Może od razu wytłumaczę, że bynajmniej nie jestem przeciwnikiem rozbudowanych, długich zdań pod warunkiem, że są one czymś usprawiedliwione (np. poetycka metaforyka, monolog wewnętrzny) i napisane w miarę stylowo. Tu niestety tego brakuje i może lepiej napisać to prościej?
Cytat:
Delikatnie wychyliłam głowę bo zobaczyć co robi Agnes, spała.
bo -> by i przed tym jeszcze przecin, podobnie jak przed "co robi". A "spała" dałbym już po kropce, jako jednowyrazowe zdanie. Tak mi jakoś bardziej pasuje, ale to taka skromna osobista dygresja.
Cytat:
Patrząc na toaletę, a raczej kibel, aż obiad przewracał się w żołądku, gdyż żółty osad możnaby zdrapywać szpachelką.
No nie! Mówi ci coś zdanie: "Wchodząc do pokoju, zadzwonił telefon"? Na pewno słyszałaś trochę podobnych przykładów jeszcze w podstawówce... A co do "toaletę, a raczej kibel" też mam wątpliwości, bo to raczej synonimy, tyle że to drugie bardziej wulgarne i rozumiem, że lepiej oddaje ten obraz. Może więc np. "Kiedy spojrzałam na kibel, obiad zaczął mi się przewracać/wirować w żołądku..."
Cytat:
przez te kilka lat w tym obskórnym miejscu zmieniłam się, na gorsze.

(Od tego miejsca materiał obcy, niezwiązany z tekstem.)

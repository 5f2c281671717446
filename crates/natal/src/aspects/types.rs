use serde::{Deserialize, Serialize};
use std::fmt;

/// Major aspect types.
#[derive(Debug, Clone, Copy, PartialEq, Eq, Hash, Serialize, Deserialize)]
#[serde(rename_all = "lowercase")]
pub enum AspectType {
    Conjunction,
    Sextile,
    Square,
    Trine,
    Opposition,
}

impl AspectType {
    pub fn name(self) -> &'static str {
        match self {
            AspectType::Conjunction => "conjunction",
            AspectType::Sextile => "sextile",
            AspectType::Square => "square",
            AspectType::Trine => "trine",
            AspectType::Opposition => "opposition",
        }
    }
}

impl fmt::Display for AspectType {
    fn fmt(&self, f: &mut fmt::Formatter<'_>) -> fmt::Result {
        f.write_str(self.name())
    }
}

/// One row of the aspect catalogue.
#[derive(Debug, Clone, Copy, PartialEq)]
pub struct AspectRule {
    pub aspect_type: AspectType,
    /// Exact angle for this aspect (0, 60, 90, 120, 180)
    pub angle: f64,
    /// Largest tolerated deviation from `angle`
    pub max_orb: f64,
}

/// An aspect between two planets.
#[derive(Debug, Clone, PartialEq, Serialize, Deserialize)]
pub struct Aspect {
    pub planet_a: String,
    pub planet_b: String,
    pub aspect_type: AspectType,
    /// Absolute deviation from the exact angle, in degrees
    pub orb: f64,
    pub exact_angle: f64,
    /// Orb under 0.1 degrees
    pub is_exact: bool,
}

impl Aspect {
    /// Whether this aspect links `a` and `b`, in either order.
    pub fn involves_pair(&self, a: &str, b: &str) -> bool {
        (self.planet_a == a && self.planet_b == b) || (self.planet_a == b && self.planet_b == a)
    }
}
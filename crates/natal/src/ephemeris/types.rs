use chrono::{DateTime, Utc};
use serde::{Deserialize, Serialize};

/// Geographic location coordinates
#[derive(Debug, Clone, Copy, PartialEq, Serialize, Deserialize)]
pub struct GeoLocation {
    pub lat: f64,
    pub lon: f64,
}

/// One body as reported by the ephemeris oracle.
#[derive(Debug, Clone, PartialEq, Serialize, Deserialize)]
pub struct RawBody {
    pub name: String,
    /// Apparent ecliptic longitude in degrees, not necessarily reduced
    pub longitude: f64,
    #[serde(default)]
    pub retrograde: bool,
}

/// Everything the oracle returns for one birth instant and place.
#[derive(Debug, Clone, PartialEq, Serialize, Deserialize)]
pub struct EphemerisSnapshot {
    pub instant: DateTime<Utc>,
    #[serde(default)]
    pub location: Option<GeoLocation>,
    pub bodies: Vec<RawBody>,
    /// House cusp longitudes, house 1 first. `None` when no location was given.
    #[serde(default)]
    pub cusps: Option<Vec<f64>>,
}
pub mod calculator;
pub mod types;

pub use calculator::{
    angular_separation, classify_separation, detect_aspects, AspectCalculator, ASPECT_RULES,
};
pub use types::{Aspect, AspectRule, AspectType};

"obskurnym" przez u, bo to słowo wcale nie ze skórą związane

a przecin przed "na gorsze" zbędny.
Cytat:
Wcześniej zaczęłam normalne życie, zaczęłam studia, jednak, któregoś dnia do mych drzwi zapukali mundurowi, bez żadnego wyjaśnienia zakuli mnie w kajdanki i przywieźli tutaj. Zaczęły się bunty, bójki, ucieczki.
2x zaczęłam blisko siebie, po "jednak" przecin zbędny, a poza tym przejście od "kafkowskiej" sytuacji do buntów, bójek i ucieczek stanowczo za szybkie.
Ten początek i koniec, gdzie bohaterka mówi w pierwszej osobie warto by jakoś oddzielić od środkowego dialogu policjantów, np. kursywą.
Ogólnie nie jest najgorzej, ale naprawdę mogłoby być o wiele lepiej. Mam nadzieję, że tak będzie w następnych częściach.